(Stored data)
.....

//! Data directory mode detection.
//!
//! A data directory remembers the role it was initialized for through a marker
//! child: `member` or `proxy`. Anything else is tolerated with a warning so that
//! newer or older layouts do not block startup.

use std::fmt;
use std::io;
use std::path::{Path, PathBuf};

use thiserror::Error;

/// Marker child created by a member server.
pub const MEMBER_MARKER: &str = "member";
/// Marker child created by a proxy.
pub const PROXY_MARKER: &str = "proxy";

/// The role a data directory was previously initialized for.
#[derive(Debug, Clone, Copy, PartialEq, Eq)]
pub enum DirState {
    Empty,
    Member,
    Proxy,
}

impl fmt::Display for DirState {
    fn fmt(&self, f: &mut fmt::Formatter<'_>) -> fmt::Result {
        match self {
            DirState::Empty => write!(f, "empty"),
            DirState::Member => write!(f, "member"),
            DirState::Proxy => write!(f, "proxy"),
        }
    }
}

/// Classification of one child of the data directory.
#[derive(Debug, Clone, PartialEq, Eq)]
pub enum DirEntry {
    Member,
    Proxy,
    Unknown(String),
}

impl DirEntry {
    pub fn classify(name: &str) -> Self {
        match name {
            MEMBER_MARKER => DirEntry::Member,
            PROXY_MARKER => DirEntry::Proxy,
            other => DirEntry::Unknown(other.to_string()),
        }
    }
}

/// Errors that make a data directory unusable.
#[derive(Debug, Error)]
pub enum ModeError {
    #[error("error listing data dir {}: {source}", .dir.display())]
    ReadDir {
        dir: PathBuf,
        #[source]
        source: io::Error,
    },

    #[error("invalid data dir {}: both member and proxy directories exist", .0.display())]
    Conflict(PathBuf),
}

/// Determine which role `dir` was initialized for.
///
/// A missing directory is `Empty`. This never touches the filesystem beyond
/// listing the directory.
pub fn resolve_dir_state(dir: &Path) -> Result<DirState, ModeError> {
    let entries = match std::fs::read_dir(dir) {
        Ok(entries) => entries,
        Err(e) if e.kind() == io::ErrorKind::NotFound => return Ok(DirState::Empty),
        Err(source) => {
            return Err(ModeError::ReadDir {
                dir: dir.to_path_buf(),
                source,
            })
        }
    };

    let (mut member, mut proxy) = (false, false);
    for entry in entries {
        let entry = entry.map_err(|source| ModeError::ReadDir {
            dir: dir.to_path_buf(),
            source,
        })?;
        let name = entry.file_name().to_string_lossy().into_owned();

        match DirEntry::classify(&name) {
            DirEntry::Member => member = true,
            DirEntry::Proxy => proxy = true,
            DirEntry::Unknown(name) => {
                tracing::warn!(
                    entry = %name,
                    data_dir = %dir.display(),
                    "Found unexpected file/dir under data dir (ignore this if you are upgrading)"
                );
            }
        }
    }

    match (member, proxy) {
        (true, true) => Err(ModeError::Conflict(dir.to_path_buf())),
        (true, false) => Ok(DirState::Member),
        (false, true) => Ok(DirState::Proxy),
        (false, false) => Ok(DirState::Empty),
    }
}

.....

**EXERCISE PROMPT**: Every entry must be quoted exactly as it appears above.

**EXPECTED OUTPUT**:
//! Data directory mode detection.
//!
//! A data directory remembers the role it was initialized for through a marker
//! child: `member` or `proxy`. Anything else is tolerated with a warning so that
//! newer or older layouts do not block startup.

use std::fmt;
use std::io;
use std::path::{Path, PathBuf};

use thiserror::Error;

/// Marker child created by a member server.
pub const MEMBER_MARKER: &str = "member";
/// Marker child created by a proxy.
pub const PROXY_MARKER: &str = "proxy";

/// The role a data directory was previously initialized for.
#[derive(Debug, Clone, Copy, PartialEq, Eq)]
pub enum DirState {
    Empty,
    Member,
    Proxy,
}

impl fmt::Display for DirState {
    fn fmt(&self, f: &mut fmt::Formatter<'_>) -> fmt::Result {
        match self {
            DirState::Empty => write!(f, "empty"),
            DirState::Member => write!(f, "member"),
            DirState::Proxy => write!(f, "proxy"),
        }
    }
}

/// Classification of one child of the data directory.
#[derive(Debug, Clone, PartialEq, Eq)]
pub enum DirEntry {
    Member,
    Proxy,
    Unknown(String),
}

impl DirEntry {
    pub fn classify(name: &str) -> Self {
        match name {
            MEMBER_MARKER => DirEntry::Member,
            PROXY_MARKER => DirEntry::Proxy,
            other => DirEntry::Unknown(other.to_string()),
        }
    }
}

/// Errors that make a data directory unusable.
#[derive(Debug, Error)]
pub enum ModeError {
    #[error("error listing data dir {}: {source}", .dir.display())]
    ReadDir {
        dir: PathBuf,
        #[source]
        source: io::Error,
    },

    #[error("invalid data dir {}: both member and proxy directories exist", .0.display())]
    Conflict(PathBuf),
}

/// Determine which role `dir` was initialized for.
///
/// A missing directory is `Empty`. This never touches the filesystem beyond
/// listing the directory.
pub fn resolve_dir_state(dir: &Path) -> Result<DirState, ModeError> {
    let entries = match std::fs::read_dir(dir) {
        Ok(entries) => entries,
        Err(e) if e.kind() == io::ErrorKind::NotFound => return Ok(DirState::Empty),
        Err(source) => {
            return Err(ModeError::ReadDir {
                dir: dir.to_path_buf(),
                source,
            })
        }
    };

    let (mut member, mut proxy) = (false, false);
    for entry in entries {
        let entry = entry.map_err(|source| ModeError::ReadDir {
            dir: dir.to_path_buf(),
            source,
        })?;
        let name = entry.file_name().to_string_lossy().into_owned();

        match DirEntry::classify(&name) {
            DirEntry::Member => member = true,
            DirEntry::Proxy => proxy = true,
            DirEntry::Unknown(name) => {
                tracing::warn!(
                    entry = %name,
                    data_dir = %dir.display(),
                    "Found unexpected file/dir under data dir (ignore this if you are upgrading)"
                );
            }
        }
    }

    match (member, proxy) {
        (true, true) => Err(ModeError::Conflict(dir.to_path_buf())),
        (true, false) => Ok(DirState::Member),
        (false, true) => Ok(DirState::Proxy),
        (false, false) => Ok(DirState::Empty),
    }
}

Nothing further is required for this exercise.